- _What to do_:
Using the entries that follow, state how many lines contain the word "Navigate". The response is that number and nothing more.

- _Source material_:
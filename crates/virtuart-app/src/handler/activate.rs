//! Activation of focusable elements (Enter/Space or a click)

use crate::card_strip::ScrollDirection;
use crate::focus::Focus;
use crate::message::Message;
use crate::page::{FOOTER_LINKS, HERO_ACTIONS};
use crate::state::AppState;

/// Message produced by activating `focus`, if it does anything
pub fn activate(state: &AppState, focus: Focus) -> Option<Message> {
    match focus {
        Focus::Nav(route) => Some(Message::Navigate(route)),
        Focus::PrevSlide => Some(Message::PreviousSlide),
        Focus::NextSlide => Some(Message::NextSlide),
        Focus::Dot(index) => Some(Message::GoToSlide(index as i64)),
        Focus::HeroAction(index) => HERO_ACTIONS
            .get(index)
            .map(|(_, route)| Message::Navigate(*route)),
        Focus::ScrollLeft => Some(Message::ScrollCards(ScrollDirection::Backward)),
        Focus::Card(index) => Some(Message::SelectCard(index)),
        Focus::ScrollRight => Some(Message::ScrollCards(ScrollDirection::Forward)),
        Focus::FeatureLink(index) => state
            .features
            .get(index)
            .map(|feature| Message::Navigate(feature.route)),
        Focus::FooterLink(index) => FOOTER_LINKS
            .get(index)
            .map(|(_, route)| Message::Navigate(*route)),
        Focus::ModalClose => Some(Message::DismissCard),
    }
}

- _Output of the exercise_:
4